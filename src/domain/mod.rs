//! Domain layer containing business entities and logic.
//!
//! The domain layer has no dependencies on the HTTP client, cache or
//! presentation layers.
//!
//! # Architecture
//!
//! - [`entities`] - Fleet data structures (drivers, documents, records, imports)
//! - [`repositories`] - Data access trait definitions
//! - [`pagination`] - Page windows for pager controls and paginated results
//! - [`expiry`] - Document expiry checks

pub mod entities;
pub mod expiry;
pub mod pagination;
pub mod repositories;
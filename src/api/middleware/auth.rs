//! Authentication middleware for the JSON API.

use axum::{
    extract::{FromRequestParts, Request, State},
    middleware::Next,
    response::Response,
};
use axum_auth::AuthBearer;

use crate::domain::entities::AccessToken;
use crate::web::session::session_value;
use crate::{error::AppError, state::AppState};

/// Resolves the caller's backend token and stores it as a request extension.
///
/// # Sources
///
/// 1. `Authorization: Bearer <token>` (scripts, `fleetctl`)
/// 2. The signed dashboard session cookie (charts loaded by the browser)
///
/// The token is not checked here; the backend rejects expired tokens and
/// that 401 is passed through to the caller.
///
/// # Errors
///
/// Returns `401 Unauthorized` if neither source yields a token, or the
/// cookie signature does not verify.
///
/// # Example
///
/// ```rust,ignore
/// use axum::{Router, routing::get, middleware};
/// use crate::api::middleware::auth;
///
/// let protected = Router::new()
///     .route("/analytics/summary", get(summary_handler))
///     .route_layer(middleware::from_fn_with_state(state.clone(), auth::layer));
/// ```
pub async fn layer(
    State(st): State<AppState>,
    req: Request,
    next: Next,
) -> Result<Response, AppError> {
    let (mut parts, body) = req.into_parts();

    let token = match AuthBearer::from_request_parts(&mut parts, &()).await {
        Ok(AuthBearer(token)) if !token.is_empty() => Some(AccessToken::new(token)),
        _ => session_value(&parts.headers).and_then(|sealed| st.auth_service.open(&sealed)),
    };

    let token = token.ok_or_else(|| {
        AppError::unauthorized(
            "Unauthorized",
            serde_json::json!({"reason": "Bearer token or session cookie is missing or invalid"}),
        )
    })?;

    let mut req = Request::from_parts(parts, body);
    req.extensions_mut().insert(token);

    Ok(next.run(req).await)
}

_ _ _ _ _

— What is expected —
Retype the first line of the entries and every line after it, please, through the line that contains "access trait definitions". Add nothing.

— Completed task —
filename src/domain/mod.rs
//! Domain layer containing business entities and logic.
//!
//! The domain layer has no dependencies on the HTTP client, cache or
//! presentation layers.
//!
//! # Architecture
//!
//! - [`entities`] - Fleet data structures (drivers, documents, records, imports)
//! - [`repositories`] - Data access trait definitions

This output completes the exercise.